== WHAT THE TASK ASKS ==
Go through the following data and transcribe exactly the stretch of lines from the one holding "use crate::types::FragmentSet;" to the one holding "temperature: 0.0, ..ModelSettings::default()", both included.

== SUPPLIED ENTRIES ==
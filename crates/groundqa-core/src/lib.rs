//! groundqa-core
//!
//! Domain types, trait seams, configuration and the pure parts of the answer
//! pipeline (citation summaries, corpus chunking). Engines live in sibling
//! crates and plug in through [`traits`].

pub mod citations;
pub mod config;
pub mod data_processor;
pub mod error;
pub mod traits;
pub mod types;

pub use citations::summarize;
pub use error::{Error, Result};
use arrow_schema::{DataType, Field, Schema};
use std::sync::Arc;

/// Arrow layout of the fragment table. Metadata columns are nullable so
/// tables written by other tools without them still read back.
pub fn build_fragment_schema(dim: usize) -> Arc<Schema> {
	let dim = i32::try_from(dim).unwrap_or(i32::MAX);
	Arc::new(Schema::new(vec![
		Field::new("id", DataType::Utf8, false),
		Field::new("source", DataType::Utf8, true),
		Field::new("page", DataType::Int32, true),
		Field::new("topic", DataType::Utf8, true),
		Field::new("content", DataType::Utf8, false),
		Field::new("chunk_index", DataType::Int32, false),
		Field::new("vector", DataType::FixedSizeList(Arc::new(Field::new("item", DataType::Float32, true)), dim), true),
	]))
}
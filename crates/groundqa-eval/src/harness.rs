use groundqa_answer::{BaselineAnswerer, GroundedAnswerer};
use groundqa_core::Result;

#[derive(Debug, Clone, PartialEq)]
pub struct EvalRow {
    pub question: String,
    pub rag_answer: String,
    pub rag_abstain: bool,
    pub rag_sources: String,
    pub no_rag_answer: String,
    pub no_rag_abstain: bool,
}

#[derive(Debug, Clone, Default, PartialEq)]
pub struct EvalReport {
    pub rows: Vec<EvalRow>,
    pub rag_abstentions: usize,
    pub no_rag_abstentions: usize,
}

impl EvalReport {
    pub fn total(&self) -> usize { self.rows.len() }
}

/// Answer every question with both paths, one after the other. The first
/// failure aborts the whole run.
pub async fn run_evaluation(grounded: &GroundedAnswerer, baseline: &BaselineAnswerer, questions: &[String]) -> Result<EvalReport> {
    let mut report = EvalReport::default();
    for (i, question) in questions.iter().enumerate() {
        tracing::info!("Question {}/{}: {}", i + 1, questions.len(), question);
        let rag = grounded.answer(question).await?;
        let no_rag_answer = baseline.answer(question).await?.trim().to_string();
        let no_rag_abstain = baseline.abstains(&no_rag_answer);

        report.rag_abstentions += usize::from(rag.abstain);
        report.no_rag_abstentions += usize::from(no_rag_abstain);
        report.rows.push(EvalRow {
            question: question.clone(),
            rag_answer: rag.answer.trim().to_string(),
            rag_abstain: rag.abstain,
            rag_sources: rag.citations,
            no_rag_answer,
            no_rag_abstain,
        });
    }
    tracing::info!(rag = report.rag_abstentions, no_rag = report.no_rag_abstentions, total = report.total(), "evaluation finished");
    Ok(report)
}
//! Maximal Marginal Relevance selection.
//!
//! Each step picks the candidate maximizing
//! `λ × sim(query, doc) - (1-λ) × max(sim(doc, selected))`.
//! λ = 1.0 is plain relevance ranking, λ = 0.0 maximizes diversity.

pub fn cosine_similarity(a: &[f32], b: &[f32]) -> f32 {
    let dot: f32 = a.iter().zip(b).map(|(x, y)| x * y).sum();
    let denom = magnitude(a) * magnitude(b);
    if denom <= f32::EPSILON { 0.0 } else { dot / denom }
}

fn magnitude(v: &[f32]) -> f32 {
    v.iter().map(|x| x * x).sum::<f32>().sqrt()
}

/// Indices into `candidates`, in selection order, of at most `k` entries.
/// Ties keep the earlier candidate, so relevance order wins when scores match.
pub fn mmr_select(query: &[f32], candidates: &[Vec<f32>], k: usize, lambda: f32) -> Vec<usize> {
    let k = k.min(candidates.len());
    if k == 0 {
        return Vec::new();
    }

    let relevance: Vec<f32> = candidates.iter().map(|c| cosine_similarity(query, c)).collect();
    let mut selected: Vec<usize> = Vec::with_capacity(k);
    let mut remaining: Vec<usize> = (0..candidates.len()).collect();

    while selected.len() < k && !remaining.is_empty() {
        let mut best_pos = 0;
        let mut best_score = f32::NEG_INFINITY;
        for (pos, &idx) in remaining.iter().enumerate() {
            let redundancy = selected
                .iter()
                .map(|&s| cosine_similarity(&candidates[idx], &candidates[s]))
                .fold(None, |acc: Option<f32>, sim| Some(acc.map_or(sim, |a| a.max(sim))))
                .unwrap_or(0.0);
            let score = lambda * relevance[idx] - (1.0 - lambda) * redundancy;
            if score > best_score {
                best_score = score;
                best_pos = pos;
            }
        }
        selected.push(remaining.remove(best_pos));
    }
    selected
}
//! Embedding providers.
//!
//! `OpenAiEmbedder` talks to any OpenAI-compatible `/embeddings` endpoint.
//! `APP_USE_FAKE_EMBEDDINGS=1` switches to the deterministic `FakeEmbedder` for
//! fast offline runs in tests and development.

use anyhow::{anyhow, Result};
use async_openai::{config::OpenAIConfig, types::CreateEmbeddingRequestArgs, Client};
use async_trait::async_trait;

use groundqa_core::config::ModelSettings;
use groundqa_core::traits::Embedder;
use groundqa_llm::openai_client;

pub struct OpenAiEmbedder {
    client: Client<OpenAIConfig>,
    model: String,
    dim: usize,
    id: String,
}

impl OpenAiEmbedder {
    pub fn new(settings: &ModelSettings) -> Self {
        Self {
            client: openai_client(settings.api_base.as_deref()),
            model: settings.embed_model.clone(),
            dim: settings.embed_dim,
            id: format!("openai:{}:d{}", settings.embed_model, settings.embed_dim),
        }
    }
}

#[async_trait]
impl Embedder for OpenAiEmbedder {
    fn embedder_id(&self) -> &str { &self.id }
    fn dim(&self) -> usize { self.dim }

    async fn embed_batch(&self, texts: &[String]) -> Result<Vec<Vec<f32>>> {
        if texts.is_empty() { return Ok(vec![]); }
        let request = CreateEmbeddingRequestArgs::default()
            .model(self.model.clone())
            .input(texts.to_vec())
            .build()?;
        let mut response = self.client.embeddings().create(request).await?;
        if response.data.len() != texts.len() {
            return Err(anyhow!("embedder returned {} vectors for {} inputs", response.data.len(), texts.len()));
        }
        response.data.sort_by_key(|e| e.index);
        let vectors: Vec<Vec<f32>> = response.data.into_iter().map(|e| e.embedding).collect();
        if let Some(v) = vectors.iter().find(|v| v.len() != self.dim) {
            return Err(anyhow!("dim mismatch: got {} expected {}", v.len(), self.dim));
        }
        tracing::debug!(model = %self.model, count = vectors.len(), "embedded batch");
        Ok(vectors)
    }
}

/// Hashing bag-of-words embedder: identical inputs give identical unit vectors
/// and texts sharing words point in similar directions.
pub struct FakeEmbedder { dim: usize, id: String }

impl FakeEmbedder {
    pub fn new(dim: usize) -> Self { Self { dim, id: format!("fake:xxhash:d{dim}") } }

    pub fn embed_text(&self, text: &str) -> Vec<f32> {
        use std::hash::{Hash, Hasher};
        use twox_hash::XxHash64;
        let mut v = vec![0f32; self.dim];
        for token in text.split(|c: char| !c.is_alphanumeric()).filter(|t| !t.is_empty()) {
            let mut hasher = XxHash64::with_seed(0);
            token.to_lowercase().hash(&mut hasher);
            let h = hasher.finish();
            let idx = usize::try_from(h % self.dim as u64).unwrap_or(0);
            v[idx] += 1.0 + (((h >> 32) as u32) as f32) / (u32::MAX as f32);
        }
        let norm = v.iter().map(|x| x * x).sum::<f32>().sqrt().max(1e-6);
        for x in &mut v { *x /= norm; }
        v
    }
}

#[async_trait]
impl Embedder for FakeEmbedder {
    fn embedder_id(&self) -> &str { &self.id }
    fn dim(&self) -> usize { self.dim }

    async fn embed_batch(&self, texts: &[String]) -> Result<Vec<Vec<f32>>> {
        Ok(texts.iter().map(|t| self.embed_text(t)).collect())
    }
}

pub fn use_fake_embeddings() -> bool {
    std::env::var("APP_USE_FAKE_EMBEDDINGS").ok().is_some_and(|v| v == "1" || v.eq_ignore_ascii_case("true"))
}

pub fn get_default_embedder(settings: &ModelSettings) -> Box<dyn Embedder> {
    if use_fake_embeddings() {
        tracing::info!("Using FakeEmbedder");
        return Box::new(FakeEmbedder::new(settings.embed_dim));
    }
    Box::new(OpenAiEmbedder::new(settings))
}
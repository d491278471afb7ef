use async_trait::async_trait;

use crate::types::FragmentSet;

#[async_trait]
pub trait Embedder: Send + Sync {
    /// Stable identifier for the provider/model (e.g. `openai:text-embedding-3-small`).
    fn embedder_id(&self) -> &str;
    fn dim(&self) -> usize;
    /// Embeddings in input order; every vector has `dim()` entries.
    async fn embed_batch(&self, texts: &[String]) -> anyhow::Result<Vec<Vec<f32>>>;
}

#[async_trait]
pub trait FragmentRetriever: Send + Sync {
    async fn retrieve(&self, query: &str) -> anyhow::Result<FragmentSet>;
}

/// Stateless text completion over a fully formed prompt.
#[async_trait]
pub trait LanguageModel: Send + Sync {
    fn model_id(&self) -> &str;
    async fn complete(&self, prompt: &str) -> anyhow::Result<String>;
}
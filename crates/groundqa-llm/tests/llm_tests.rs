use std::sync::atomic::{AtomicUsize, Ordering};
use std::sync::Arc;

use tokio::io::{AsyncReadExt, AsyncWriteExt};
use tokio::net::TcpListener;

use groundqa_core::config::ModelSettings;
use groundqa_core::traits::LanguageModel;
use groundqa_llm::OpenAiChatModel;

#[test]
fn model_uses_configured_name_and_temperature() {
    let settings = ModelSettings { chat_model: "local-chat".into(), temperature: 0.0, ..ModelSettings::default() };
    let model = OpenAiChatModel::new(&settings);
    assert_eq!(model.model_id(), "local-chat");
    assert_eq!(model.temperature(), 0.0);
}

#[tokio::test]
async fn unreachable_endpoint_is_an_error() {
    let settings = ModelSettings { api_base: Some("http://127.0.0.1:9/v1".into()), ..ModelSettings::default() };
    std::env::set_var("OPENAI_API_KEY", "test-key");
    let model = OpenAiChatModel::new(&settings);
    assert!(model.complete("Hallo").await.is_err());
}

/// Answers every connection with `429 Too Many Requests` and counts them.
async fn rate_limited_server() -> anyhow::Result<(String, Arc<AtomicUsize>)> {
    let listener = TcpListener::bind("127.0.0.1:0").await?;
    let addr = listener.local_addr()?;
    let hits = Arc::new(AtomicUsize::new(0));
    let counter = hits.clone();
    tokio::spawn(async move {
        while let Ok((mut stream, _)) = listener.accept().await {
            counter.fetch_add(1, Ordering::SeqCst);
            let mut buf = [0u8; 8192];
            let _ = stream.read(&mut buf).await;
            let body = r#"{"error":{"message":"slow down","type":"rate_limit","param":null,"code":null}}"#;
            let response = format!(
                "HTTP/1.1 429 Too Many Requests\r\nContent-Type: application/json\r\nContent-Length: {}\r\nConnection: close\r\n\r\n{}",
                body.len(),
                body
            );
            let _ = stream.write_all(response.as_bytes()).await;
            let _ = stream.shutdown().await;
        }
    });
    Ok((format!("http://{addr}/v1"), hits))
}

#[tokio::test]
async fn rate_limited_request_is_sent_once() -> anyhow::Result<()> {
    let (api_base, hits) = rate_limited_server().await?;
    std::env::set_var("OPENAI_API_KEY", "test-key");
    let model = OpenAiChatModel::new(&ModelSettings { api_base: Some(api_base), ..ModelSettings::default() });
    assert!(model.complete("Hallo").await.is_err());
    assert_eq!(hits.load(Ordering::SeqCst), 1);
    Ok(())
}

== ANSWER FOR THE TASK ==
use crate::types::FragmentSet;

#[async_trait]
pub trait Embedder: Send + Sync {
    /// Stable identifier for the provider/model (e.g. `openai:text-embedding-3-small`).
    fn embedder_id(&self) -> &str;
    fn dim(&self) -> usize;
    /// Embeddings in input order; every vector has `dim()` entries.
    async fn embed_batch(&self, texts: &[String]) -> anyhow::Result<Vec<Vec<f32>>>;
}

#[async_trait]
pub trait FragmentRetriever: Send + Sync {
    async fn retrieve(&self, query: &str) -> anyhow::Result<FragmentSet>;
}

/// Stateless text completion over a fully formed prompt.
#[async_trait]
pub trait LanguageModel: Send + Sync {
    fn model_id(&self) -> &str;
    async fn complete(&self, prompt: &str) -> anyhow::Result<String>;
}
filename crates/groundqa-llm/tests/llm_tests.rs
use std::sync::atomic::{AtomicUsize, Ordering};
use std::sync::Arc;

use tokio::io::{AsyncReadExt, AsyncWriteExt};
use tokio::net::TcpListener;

use groundqa_core::config::ModelSettings;
use groundqa_core::traits::LanguageModel;
use groundqa_llm::OpenAiChatModel;

#[test]
fn model_uses_configured_name_and_temperature() {
    let settings = ModelSettings { chat_model: "local-chat".into(), temperature: 0.0, ..ModelSettings::default() };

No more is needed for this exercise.